# 45x45x60 exo terra, what phibs can get by with just a heat mat



## creg (Jun 10, 2012)

as title says id like something that dosnt need uv or heat bulbs just a simple heat mat, any suggestions?


----------



## Wolfenrook (Jul 2, 2010)

Dart frogs. If the room is warm enough they don't even need a heat mat.
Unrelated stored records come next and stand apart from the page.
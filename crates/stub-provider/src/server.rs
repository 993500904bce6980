use std::collections::HashMap;
use std::net::SocketAddr;
use std::sync::Arc;
use std::time::Duration;

use anyhow::Result;
use axum::{
    Form, Json, Router,
    extract::{Path, RawQuery, State},
    http::{HeaderMap, StatusCode, header::AUTHORIZATION},
    response::{IntoResponse, Response},
    routing::{get, post},
};
use base64::Engine;
use base64::engine::general_purpose::STANDARD;
use pod_sso::{CanonicalPayload, KeyMaterial, SignatureHeader, verify};
use rsa::RsaPublicKey;
use serde_json::{Value, json};
use tokio::sync::oneshot;
use tracing::{debug, error, info, warn};

type FormFields = Form<HashMap<String, String>>;

/// Credentials and keys the stub checks incoming calls against.
#[derive(Debug)]
pub struct StubConfig {
    /// Host name covered by the `Signature` header.
    pub host_name: String,
    pub host_key_id: String,
    pub host_key: RsaPublicKey,
    /// Key handed out by the private key handshake and checked on auto-login.
    pub user_key: Option<KeyMaterial>,
    pub user_key_id: String,
    pub client_id: String,
    pub client_secret: String,
    pub service_token: String,
    pub access_token: String,
    pub refresh_token: String,
    pub otp: String,
    pub authorization_code: String,
}

impl StubConfig {
    pub fn new(host_name: impl Into<String>, host_key: RsaPublicKey) -> Self {
        Self {
            host_name: host_name.into(),
            host_key_id: "host-key".into(),
            host_key,
            user_key: None,
            user_key_id: "user-key".into(),
            client_id: "stub-client".into(),
            client_secret: "stub-secret".into(),
            service_token: "service-token".into(),
            access_token: "access-token".into(),
            refresh_token: "refresh-token".into(),
            otp: "123456".into(),
            authorization_code: "auth-code".into(),
        }
    }

    pub fn with_user_key(mut self, key: KeyMaterial) -> Self {
        self.user_key = Some(key);
        self
    }
}

#[derive(Debug, Clone)]
pub struct AppState {
    config: Arc<StubConfig>,
}

impl AppState {
    pub fn new(config: StubConfig) -> Self {
        Self {
            config: Arc::new(config),
        }
    }

    pub fn config(&self) -> &StubConfig {
        &self.config
    }
}

/// Error response in the provider's `error`/`error_description` shape.
#[derive(Debug)]
pub struct Rejection {
    status: StatusCode,
    body: Value,
}

impl Rejection {
    fn new(status: StatusCode, error: &str, description: &str) -> Self {
        Self {
            status,
            body: json!({"error": error, "error_description": description}),
        }
    }

    fn unauthorized(error: &str) -> Self {
        Self::new(StatusCode::UNAUTHORIZED, error, "authorization rejected")
    }
}

impl IntoResponse for Rejection {
    fn into_response(self) -> Response {
        (self.status, Json(self.body)).into_response()
    }
}

type Reply = Result<Json<Value>, Rejection>;

pub fn router(state: AppState) -> Router {
    Router::new()
        .route("/healthcheck", get(|| async move { (StatusCode::OK, "Ok").into_response() }))
        .route("/oauth2/clients/handshake/{client_id}", post(client_handshake))
        .route("/oauth2/otp/authorize/{phone_number}", post(otp_authorize))
        .route("/oauth2/otp/verify/{phone_number}", post(otp_verify))
        .route("/oauth2/otp/autologin/code", post(auto_login_code))
        .route("/oauth2/token", post(token))
        .route("/oauth2/token/info", post(token_info))
        .route("/oauth2/token/revoke", post(token_revoke))
        .route("/users", get(user_info).post(change_user_info))
        .route("/users/info/list", get(list_users))
        .route("/users/keys/handshake", post(user_key_handshake))
        .with_state(state)
}

/// Canned responses for exercising client error handling. Not part of the
/// provider surface; only [`spawn`] and tests merge them in.
pub fn test_routes() -> Router {
    Router::new()
        .route("/_stub/status/{code}", get(fixed_status))
        .route("/_stub/html", get(|| async { (StatusCode::OK, "<html>oops</html>") }))
        .route("/_stub/empty", get(|| async { StatusCode::OK }))
        .route("/_stub/slow", get(slow))
}

pub async fn run(host: String, port: u16, state: AppState) -> Result<()> {
    let listener = tokio::net::TcpListener::bind((host.as_str(), port)).await?;
    info!(addr = %listener.local_addr()?, "stub provider listening");
    axum::serve(listener, router(state)).await?;
    Ok(())
}

/// A stub served from a background thread. Shuts down when dropped.
#[derive(Debug)]
pub struct RunningStub {
    addr: SocketAddr,
    shutdown: Option<oneshot::Sender<()>>,
}

impl RunningStub {
    pub fn addr(&self) -> SocketAddr {
        self.addr
    }

    pub fn base_url(&self) -> String {
        format!("http://{}", self.addr)
    }
}

impl Drop for RunningStub {
    fn drop(&mut self) {
        if let Some(shutdown) = self.shutdown.take() {
            let _ = shutdown.send(());
        }
    }
}

/// Serves the stub, [`test_routes`] included, on an ephemeral loopback port
/// from its own thread and runtime, so blocking callers can use it from plain
/// tests.
pub fn spawn(state: AppState) -> std::io::Result<RunningStub> {
    let listener = std::net::TcpListener::bind("127.0.0.1:0")?;
    listener.set_nonblocking(true)?;
    let addr = listener.local_addr()?;

    let runtime = tokio::runtime::Builder::new_current_thread()
        .enable_all()
        .build()?;
    let (shutdown, stopped) = oneshot::channel::<()>();

    std::thread::spawn(move || {
        runtime.block_on(async move {
            let listener = match tokio::net::TcpListener::from_std(listener) {
                Ok(listener) => listener,
                Err(error) => {
                    error!(%error, "registering stub listener");
                    return;
                }
            };
            let served = axum::serve(listener, router(state).merge(test_routes()))
                .with_graceful_shutdown(async move {
                    let _ = stopped.await;
                })
                .await;
            if let Err(error) = served {
                error!(%error, "stub provider stopped");
            }
        });
    });

    debug!(%addr, "stub provider spawned");
    Ok(RunningStub {
        addr,
        shutdown: Some(shutdown),
    })
}

fn authorization(headers: &HeaderMap) -> Option<&str> {
    headers.get(AUTHORIZATION)?.to_str().ok()
}

fn require_bearer(headers: &HeaderMap, expected: &str) -> Result<(), Rejection> {
    match authorization(headers).and_then(|value| value.strip_prefix("Bearer ")) {
        Some(token) if token == expected => Ok(()),
        _ => Err(Rejection::unauthorized("invalid_token")),
    }
}

fn require_basic(headers: &HeaderMap, config: &StubConfig) -> Result<(), Rejection> {
    let expected = format!("{}:{}", config.client_id, config.client_secret);
    let presented = authorization(headers)
        .and_then(|value| value.strip_prefix("Basic "))
        .and_then(|encoded| STANDARD.decode(encoded).ok())
        .and_then(|decoded| String::from_utf8(decoded).ok());

    match presented {
        Some(credentials) if credentials == expected => Ok(()),
        _ => Err(Rejection::unauthorized("invalid_client")),
    }
}

/// Checks the `Signature` header against `host: <host_name>` and the host key.
fn require_signature(headers: &HeaderMap, config: &StubConfig) -> Result<(), Rejection> {
    let header = authorization(headers)
        .and_then(SignatureHeader::parse)
        .ok_or_else(|| Rejection::unauthorized("invalid_signature_header"))?;
    if header.key_id != config.host_key_id {
        return Err(Rejection::unauthorized("unknown_key"));
    }

    let payload = CanonicalPayload::host(&config.host_name);
    verify(&config.host_key, payload.as_bytes(), &header.signature).map_err(|error| {
        debug!(%error, "host signature rejected");
        Rejection::unauthorized("invalid_signature")
    })
}

fn field<'a>(form: &'a HashMap<String, String>, name: &str) -> &'a str {
    form.get(name).map(String::as_str).unwrap_or_default()
}

fn token_pair(config: &StubConfig) -> Value {
    json!({
        "access_token": config.access_token,
        "refresh_token": config.refresh_token,
        "expires_in": 900,
        "token_type": "bearer",
        "scope": "profile",
        "id_token": "",
        "device_uid": "",
    })
}

async fn client_handshake(
    State(state): State<AppState>,
    Path(client_id): Path<String>,
    headers: HeaderMap,
    Form(form): FormFields,
) -> Reply {
    let config = state.config();
    require_bearer(&headers, &config.service_token)?;
    if client_id != config.client_id {
        return Err(Rejection::new(StatusCode::NOT_FOUND, "invalid_client", "unknown client"));
    }
    let device_uid = field(&form, "device_uid");
    if device_uid.is_empty() {
        return Err(Rejection::new(StatusCode::BAD_REQUEST, "invalid_request", "device_uid missing"));
    }

    let algorithm = form.get("algorithm").map(String::as_str).unwrap_or("rsa-sha256");
    Ok(Json(json!({
        "algorithm": algorithm,
        "client": {"client_id": config.client_id, "name": "stub", "active": true},
        "device": {"uid": device_uid, "ip": field(&form, "device_client_ip"), "current": true},
        "expires_in": 3600,
        "keyFormat": "xml",
        "keyId": config.host_key_id,
        "publicKey": "",
    })))
}

async fn otp_authorize(
    State(state): State<AppState>,
    Path(phone_number): Path<String>,
    headers: HeaderMap,
) -> Reply {
    let config = state.config();
    require_signature(&headers, config)?;
    info!(%phone_number, "otp issued");
    Ok(Json(json!({
        "codeLength": config.otp.len(),
        "expires_in": 120,
        "identity": phone_number,
        "sent_before": false,
        "type": "SMS",
    })))
}

async fn otp_verify(
    State(state): State<AppState>,
    Path(_phone_number): Path<String>,
    headers: HeaderMap,
    Form(form): FormFields,
) -> Reply {
    let config = state.config();
    require_signature(&headers, config)?;
    if field(&form, "otp") != config.otp {
        return Err(Rejection::new(StatusCode::BAD_REQUEST, "invalid_otp", "otp mismatch"));
    }
    Ok(Json(json!({
        "code": config.authorization_code,
        "device_uid": "stub-device",
    })))
}

async fn token(State(state): State<AppState>, headers: HeaderMap, Form(form): FormFields) -> Reply {
    let config = state.config();
    require_basic(&headers, config)?;

    let granted = match field(&form, "grant_type") {
        "authorization_code" => field(&form, "code") == config.authorization_code,
        "refresh_token" => field(&form, "refresh_token") == config.refresh_token,
        _ => false,
    };
    if !granted {
        return Err(Rejection::new(StatusCode::BAD_REQUEST, "invalid_grant", "grant rejected"));
    }
    Ok(Json(token_pair(config)))
}

async fn token_info(State(state): State<AppState>, headers: HeaderMap, Form(form): FormFields) -> Reply {
    let config = state.config();
    require_basic(&headers, config)?;

    if field(&form, "token") != config.access_token {
        return Ok(Json(json!({"active": false})));
    }
    Ok(Json(json!({
        "active": true,
        "client_id": config.client_id,
        "sub": "1001",
        "scope": "profile",
        "exp": 900,
        "login_type": "otp",
        "callerClient": {"id": 1001, "preferred_username": "stub-user"},
    })))
}

async fn token_revoke(State(state): State<AppState>, headers: HeaderMap) -> Result<StatusCode, Rejection> {
    require_basic(&headers, state.config())?;
    Ok(StatusCode::OK)
}

async fn user_info(State(state): State<AppState>, headers: HeaderMap) -> Reply {
    let config = state.config();
    require_bearer(&headers, &config.access_token)?;
    Ok(Json(json!({
        "id": 1001,
        "sub": "1001",
        "preferred_username": "stub-user",
        "given_name": "Stub",
        "family_name": "User",
        "phone_number_verified": true,
        "hasPassword": false,
    })))
}

async fn change_user_info(
    State(state): State<AppState>,
    headers: HeaderMap,
    Form(form): FormFields,
) -> Reply {
    require_bearer(&headers, &state.config().access_token)?;
    Ok(Json(json!({
        "updated": true,
        "nationalcode": field(&form, "nationalcode"),
        "birthdate": field(&form, "birthdate"),
    })))
}

async fn list_users(State(state): State<AppState>, headers: HeaderMap, RawQuery(query): RawQuery) -> Reply {
    require_basic(&headers, state.config())?;

    let pairs: Vec<(String, String)> = url::form_urlencoded::parse(query.unwrap_or_default().as_bytes())
        .into_owned()
        .collect();
    let kinds = pairs.iter().filter(|(name, _)| name == "identityType").map(|(_, v)| v);
    let identities = pairs.iter().filter(|(name, _)| name == "identity").map(|(_, v)| v);

    let users: Vec<Value> = kinds
        .zip(identities)
        .enumerate()
        .map(|(index, (kind, identity))| {
            json!({"id": 1001 + index, "identityType": kind, "identity": identity})
        })
        .collect();
    Ok(Json(json!({"users": users})))
}

async fn user_key_handshake(
    State(state): State<AppState>,
    headers: HeaderMap,
    Form(form): FormFields,
) -> Reply {
    let config = state.config();
    require_bearer(&headers, &config.access_token)?;
    if field(&form, "keyAlgorithm") != "RSA" {
        return Err(Rejection::new(StatusCode::BAD_REQUEST, "invalid_request", "unsupported key algorithm"));
    }
    let key = config
        .user_key
        .as_ref()
        .ok_or_else(|| Rejection::new(StatusCode::NOT_IMPLEMENTED, "not_implemented", "no user key"))?;
    let private_key = key.to_xml().map_err(|error| {
        warn!(%error, "user key export failed");
        Rejection::new(StatusCode::INTERNAL_SERVER_ERROR, "server_error", "key export failed")
    })?;

    Ok(Json(json!({
        "keyId": config.user_key_id,
        "algorithm": "rsa-sha256",
        "privateKey": private_key,
    })))
}

async fn auto_login_code(
    State(state): State<AppState>,
    headers: HeaderMap,
    Form(form): FormFields,
) -> Reply {
    let config = state.config();
    require_bearer(&headers, &config.service_token)?;
    let key = config
        .user_key
        .as_ref()
        .ok_or_else(|| Rejection::new(StatusCode::NOT_IMPLEMENTED, "not_implemented", "no user key"))?;

    let key_id = field(&form, "keyId");
    if key_id != config.user_key_id {
        return Err(Rejection::unauthorized("unknown_key"));
    }
    let timestamp: i64 = field(&form, "timestamp")
        .parse()
        .map_err(|_| Rejection::new(StatusCode::BAD_REQUEST, "invalid_request", "timestamp missing"))?;

    let payload = CanonicalPayload::auto_login(field(&form, "access_token"), key_id, timestamp);
    verify(&key.public_key(), payload.as_bytes(), field(&form, "signature")).map_err(|error| {
        debug!(%error, "auto-login signature rejected");
        Rejection::unauthorized("invalid_signature")
    })?;

    Ok(Json(json!({"code": "auto-login-code", "expires_in": 60})))
}

async fn fixed_status(Path(code): Path<u16>) -> Response {
    let status = StatusCode::from_u16(code).unwrap_or(StatusCode::BAD_REQUEST);
    (status, Json(json!({"reason": "x"}))).into_response()
}

async fn slow() -> StatusCode {
    tokio::time::sleep(Duration::from_secs(2)).await;
    StatusCode::OK
}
There are also plenty of temperate species tree frogs, such as greys, USA greens and similar, that require no heating or UV.

Ade


----------



## Ron Magpie (Oct 11, 2009)

A whole range of treefrogs would live in that happily, assuming the 60 is the height; American green treefrogs, European green treefrogs, Asian golden frogs and so on. It probably wouldn't be warm enough for Whites', red-eyed treefrogs or milks.


----------



## Wolfenrook (Jul 2, 2010)

My Asians dropped dead Ron when they accidentally got kept at room temperature. They did far better kept at about 27 degrees Celsius, but I did this with just a heat mat and the normal lighting. Then we moved, and somehow the heat mat/stat didn't get plugged in....

Ade


----------



## creg (Jun 10, 2012)

Ron Magpie said:


> A whole range of treefrogs would live in that happily, assuming the 60 is the height; American green treefrogs, European green treefrogs, Asian golden frogs and so on. It probably wouldn't be warm enough for Whites', red-eyed treefrogs or milks.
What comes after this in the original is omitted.